Press Release

For immediate release

3 in 4 savers haven’t seen an increase in their interest rate since August’s BoE base rate rise

  • Only 44% of savers are aware of whether their interest rate has changed
  • 1 in 6 savers believe their interest rate has decreased since August
  • Young people aged 18–38 are the least aware of interest rate changes and only 23% have seen a rise in their interest rate

19 March 2019, LONDON –

New research from personal finance comparison site,, has revealed that three quarters of savers (74%) have not felt the benefits of the Bank of England’s August interest rate rise.

The Bank of England increased the interest rate by 25 basis points from 0.5% to 0.75% in August 2018. While this has seen almost all lenders push up the interest rate that consumers pay on mortgages, a lot of people with savings accounts haven’t seen an increase to the amount of interest they earn from their savings.
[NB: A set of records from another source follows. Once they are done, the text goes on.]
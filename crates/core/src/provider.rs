//! Provider records produced by the PrEP locator

use serde::{Deserialize, Serialize};

/// Sentinel used for fields missing from the scraped markup
pub const NOT_AVAILABLE: &str = "N/A";

/// One provider entry from a locator search
#[derive(Debug, Clone, PartialEq, Serialize, Deserialize)]
pub struct ProviderRecord {
    pub name: String,
    pub address: String,
    pub phone: String,
    /// Parsed distance in miles; `None` when the label could not be parsed
    pub distance_miles: Option<f64>,
}

impl ProviderRecord {
    pub fn new(
        name: impl Into<String>,
        address: impl Into<String>,
        phone: impl Into<String>,
        distance_miles: Option<f64>,
    ) -> Self {
        Self {
            name: name.into(),
            address: address.into(),
            phone: phone.into(),
            distance_miles,
        }
    }

    /// Whether the record has a known distance within `radius_miles`
    pub fn is_within(&self, radius_miles: f64) -> bool {
        matches!(self.distance_miles, Some(d) if d <= radius_miles)
    }
}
Awareness of these changes appears to be low, as only 44% of savers are sure about whether the interest on their savings accounts has changed or remained the same. Of the 1 in 4 savers (26%) who believe their interest rate has increased, only around half of them (12%) know how much it has risen by. Surprisingly, 16% believe the interest rate on their savings has actually gone down since August.

This comes ahead of the latest interest rate announcement by the Bank of England’s Monetary Policy Committee (MPC) on Thursday. Finder’s panel of economic experts unanimously predicts the 0.75% base rate to be maintained, with Brexit uncertainty cited as the main issue preventing another rise. However, a positive development is that 40% of the panellists predict UK wage growth to be buoyant over the next 6 months.

Young Brits aged 18–38 are the least in touch with how August’s increase has affected their savings, with fewer than a third (31%) being aware of what the interest rate rise has meant to them. Those over the age of 74 are the savviest, with 3 in 5 (61%) understanding the impact of the interest rate rise.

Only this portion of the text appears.